The Rams and Apistos are a favorite among fish-keepers. If you're looking for something a little larger, Festivum are a unique and rarely-seen fish that should leave your neons alone. Another option is a keyhole cichlid, which will get a little larger also, and should leave the neons alone as well.

Just some other ideas. Keep us posted on how the tank progresses!


----------



## imperialjunkie (Aug 15, 2006)

Thanks for the ideas. I'll look into those two cichlids.


----------



## Zoe (Feb 26, 2006)

How about angelfish?

Edit: if you get them as young fish, they won't eat your tetras and will grow up knowing that tetras aren't food. At least that's been my experience. Mind you, I haven't counted my neon tetras in a while


----------



## Dr_House (Aug 15, 2006)

> Edit: if you get them as young fish, they won't eat your tetras and will grow up knowing that tetras aren't food. At least that's been my experience. Mind you, I haven't counted my neon tetras in a while


Whew! Glad you threw that edit in there.  

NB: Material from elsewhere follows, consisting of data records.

//! End-to-end collector cycles against a mocked MCS and a switchable database

use std::time::Duration;

use assert_matches::assert_matches;
use mcs_collector::actors::CollectorHandle;
use mcs_collector::ingest::{CycleOutcome, CycleStep, LoopState};
use mcs_collector::mcs::{LOGIN_PATH, TokenStore};
use mcs_collector::storage::StorageBackend;
use pretty_assertions::assert_eq;
use tokio_util::sync::CancellationToken;
use wiremock::matchers::{header, method, path};
use wiremock::{Mock, MockServer, ResponseTemplate};

use crate::helpers::*;

#[tokio::test]
async fn test_first_run_logs_in_stores_and_then_finds_nothing_new() {
    let server = MockServer::start().await;
    Mock::given(method("POST"))
        .and(path(LOGIN_PATH))
        .respond_with(ResponseTemplate::new(200).set_body_json(serde_json::json!({
            "data": {"access_token": "opaque-1", "expires_in": 3600}
        })))
        .expect(1)
        .mount(&server)
        .await;

    let mcs = FakeMcs::new();
    mcs.raise("a-1", ts("2026-10-18T09:00:00Z"));
    mcs.raise("a-2", ts("2026-10-18T09:00:30Z"));
    mcs.mount(&server).await;

    let dir = tempfile::tempdir().unwrap();
    let token_path = dir.path().join("token_storage.json");
    let db = Database::new();
    let sleeper = GatedSleeper::new();

    let handle = CollectorHandle::spawn_with(
        collector(&server.uri(), &server.uri(), token_path.clone(), db.connector()),
        Duration::from_secs(60),
        sleeper.clone(),
        CancellationToken::new(),
    );

    handle.wait_for_state(LoopState::Sleeping).await.unwrap();
    let status = handle.status().await.unwrap();
    assert_eq!(
        status.last_report.unwrap().outcome,
        CycleOutcome::Completed {
            fetched: 2,
            inserted: 2
        }
    );
    assert_eq!(status.cursor, Some(ts("2026-10-18T09:00:30Z")));

    let persisted = TokenStore::new(&token_path).load().unwrap().unwrap();
    assert_eq!(persisted.value, "opaque-1");
    assert_eq!(persisted.ttl().num_seconds(), 3600);

    sleeper.release();
    wait_for_iteration(&handle, 2).await;
    assert_eq!(sleeper.delays()[0], Duration::from_secs(60));

    let status = handle.status().await.unwrap();
    assert_eq!(
        status.last_report.unwrap().outcome,
        CycleOutcome::Completed {
            fetched: 1,
            inserted: 0
        }
    );
    assert_eq!(db.rows.count_alarms().await.unwrap(), 2);
    assert_eq!(
        mcs.seen_since(),
        vec![None, Some("2026-10-18T09:00:30.000Z".to_string())]
    );

    handle.shutdown().await.unwrap();
}

#[tokio::test]
async fn test_rejected_token_is_refreshed_within_the_same_cycle() {
    let server = MockServer::start().await;
    Mock::given(method("POST"))
        .and(path(LOGIN_PATH))
        .respond_with(ResponseTemplate::new(200).set_body_json(serde_json::json!({
            "data": {"access_token": "opaque", "expires_in": 3600}
        })))
        .expect(2)
        .mount(&server)
        .await;
    Mock::given(method("GET"))
        .and(path(ALARMS_PATH))
        .respond_with(ResponseTemplate::new(401))
        .up_to_n_times(1)
        .with_priority(1)
        .mount(&server)
        .await;
    Mock::given(method("GET"))
        .and(path(ALARMS_PATH))
        .and(header("authorization", "Bearer opaque"))
        .respond_with(ResponseTemplate::new(200).set_body_json(serde_json::json!({
            "data": [{"id": "a-1", "timestamp": "2026-10-18T09:00:00Z"}]
        })))
        .mount(&server)
        .await;

    let dir = tempfile::tempdir().unwrap();
    let db = Database::new();
    let mut collector = collector(
        &server.uri(),
        &server.uri(),
        dir.path().join("token.json"),
        db.connector(),
    );

    let report = collector.run_iteration().await;

    assert_eq!(
        report.outcome,
        CycleOutcome::Completed {
            fetched: 1,
            inserted: 1
        }
    );
}

#[tokio::test]
async fn test_database_outage_loses_nothing_and_duplicates_nothing() {
    let server = MockServer::start().await;
    mount_login(&server, "opaque", 3600).await;
    let mcs = FakeMcs::new();
    mcs.mount(&server).await;

    let dir = tempfile::tempdir().unwrap();
    let db = Database::new();
    db.set_down(true);
    let mut collector = collector(
        &server.uri(),
        &server.uri(),
        dir.path().join("token.json"),
        db.connector(),
    );

    for cycle in 1..=3 {
        mcs.raise(
            &format!("outage-{cycle}"),
            ts(&format!("2026-10-18T09:0{cycle}:00Z")),
        );

        let report = collector.run_iteration().await;

        assert_matches!(
            report.outcome,
            CycleOutcome::Skipped {
                step: CycleStep::Store,
                ..
            }
        );
        assert_eq!(collector.cursor().since(), None);
    }

    db.set_down(false);
    let report = collector.run_iteration().await;

    assert_eq!(
        report.outcome,
        CycleOutcome::Completed {
            fetched: 3,
            inserted: 3
        }
    );
    assert_eq!(db.rows.count_alarms().await.unwrap(), 3);
    assert_eq!(mcs.seen_since(), vec![None, None, None, None]);

    let report = collector.run_iteration().await;
    assert_eq!(
        report.outcome,
        CycleOutcome::Completed {
            fetched: 1,
            inserted: 0
        }
    );
    assert_eq!(db.rows.count_alarms().await.unwrap(), 3);
}

#[tokio::test]
async fn test_cursor_is_seeded_from_storage() {
    let server = MockServer::start().await;
    mount_login(&server, "opaque", 3600).await;
    let mcs = FakeMcs::new();
    mcs.raise("old", ts("2026-10-18T08:00:00Z"));
    mcs.raise("new", ts("2026-10-18T10:00:00Z"));
    mcs.mount(&server).await;

    let db = Database::new();
    db.rows
        .upsert_alarms(&[mcs_collector::AlarmEvent {
            event_id: "old".to_string(),
            timestamp: ts("2026-10-18T08:00:00Z"),
            severity: "major".to_string(),
            description: "alarm old".to_string(),
            raw_payload: serde_json::json!({}),
        }])
        .await
        .unwrap();

    let dir = tempfile::tempdir().unwrap();
    let mut collector = collector(
        &server.uri(),
        &server.uri(),
        dir.path().join("token.json"),
        db.connector(),
    );

    let report = collector.run_iteration().await;

    assert_eq!(
        report.outcome,
        CycleOutcome::Completed {
            fetched: 2,
            inserted: 1
        }
    );
    assert_eq!(
        mcs.seen_since(),
        vec![Some("2026-10-18T08:00:00.000Z".to_string())]
    );
}

#[tokio::test]
async fn test_auth_failure_skips_cycle_without_persisting() {
    let server = MockServer::start().await;
    Mock::given(method("POST"))
        .and(path(LOGIN_PATH))
        .respond_with(ResponseTemplate::new(503))
        .mount(&server)
        .await;
    Mock::given(method("GET"))
        .and(path(ALARMS_PATH))
        .respond_with(ResponseTemplate::new(200))
        .expect(0)
        .mount(&server)
        .await;

    let dir = tempfile::tempdir().unwrap();
    let token_path = dir.path().join("token.json");
    let db = Database::new();
    let mut collector = collector(&server.uri(), &server.uri(), token_path.clone(), db.connector());

    let report = collector.run_iteration().await;

    assert_matches!(
        report.outcome,
        CycleOutcome::Skipped {
            step: CycleStep::Authenticate,
            ..
        }
    );
    assert!(!token_path.exists());
}

#[tokio::test]
async fn test_poll_now_and_shutdown_during_sleep() {
    let server = MockServer::start().await;
    mount_login(&server, "opaque", 3600).await;
    let mcs = FakeMcs::new();
    mcs.mount(&server).await;

    let dir = tempfile::tempdir().unwrap();
    let db = Database::new();
    let sleeper = GatedSleeper::new();
    let handle = CollectorHandle::spawn_with(
        collector(&server.uri(), &server.uri(), dir.path().join("token.json"), db.connector()),
        Duration::from_secs(60),
        sleeper.clone(),
        CancellationToken::new(),
    );

    handle.wait_for_state(LoopState::Sleeping).await.unwrap();
    mcs.raise("late", ts("2026-10-18T11:00:00Z"));

    let report = handle.poll_now().await.unwrap();
    assert_eq!(report.iteration, 2);
    assert!(report.is_completed());
    assert_eq!(db.rows.count_alarms().await.unwrap(), 1);

    tokio::time::timeout(Duration::from_secs(1), handle.shutdown())
        .await
        .expect("shutdown must not wait for the sleep to end")
        .unwrap();
    assert_eq!(handle.state(), LoopState::Stopping);
}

I've actually heard a lot of people with experience both ways on the combination of angels and neons. I think it's worth a shot if you decide you'd be willing to substitute for the neons if they do become expensive dinner.  Of course there are really no tetras out there that compare to a neon or cardinal tetra, but there are a few that will still work.


----------



## Zoe (Feb 26, 2006)

Yeah, that's the thing, it is a risk! But I've seen some full-grown harlequin rosboras and neon tetras and they are really quite large (I mean, bigger than you'd think based on what you see at the petstore). I do maintain that if you start with small angels and big tetras / rasboras, you'll have a good chance.
But, like Dr. House said, if you really really really want tetras, the small variety, then you may not want to risk it.

But angelfish are gorgeous, often overlooked cichlids, so I encourage any and all to get some  I know I love mine.


----------



## Dr_House (Aug 15, 2006)

I couldn't agree more with that entire post, Zoe.


----------



## Guest (Aug 23, 2006)

And if you are going with cories, get more than one or two. They are shoaling (kind of like schooling, but they don't swim around together), so they should be kept in groups. Some people say 4 is minimum, but they act alot braver in bigger groups, so I'd go 6 minimum, of one type. You could go with more than that though in a 55g.

I recommend Rummynose tetras for your second school. They are tight schoolers who look great all in a group. They are totally peaceful and won't bother the other fish and they are big enough not to be eaten. Also, lemon tetras are another option. They are very cute little tetras that are peaceful and look great in a school.


----------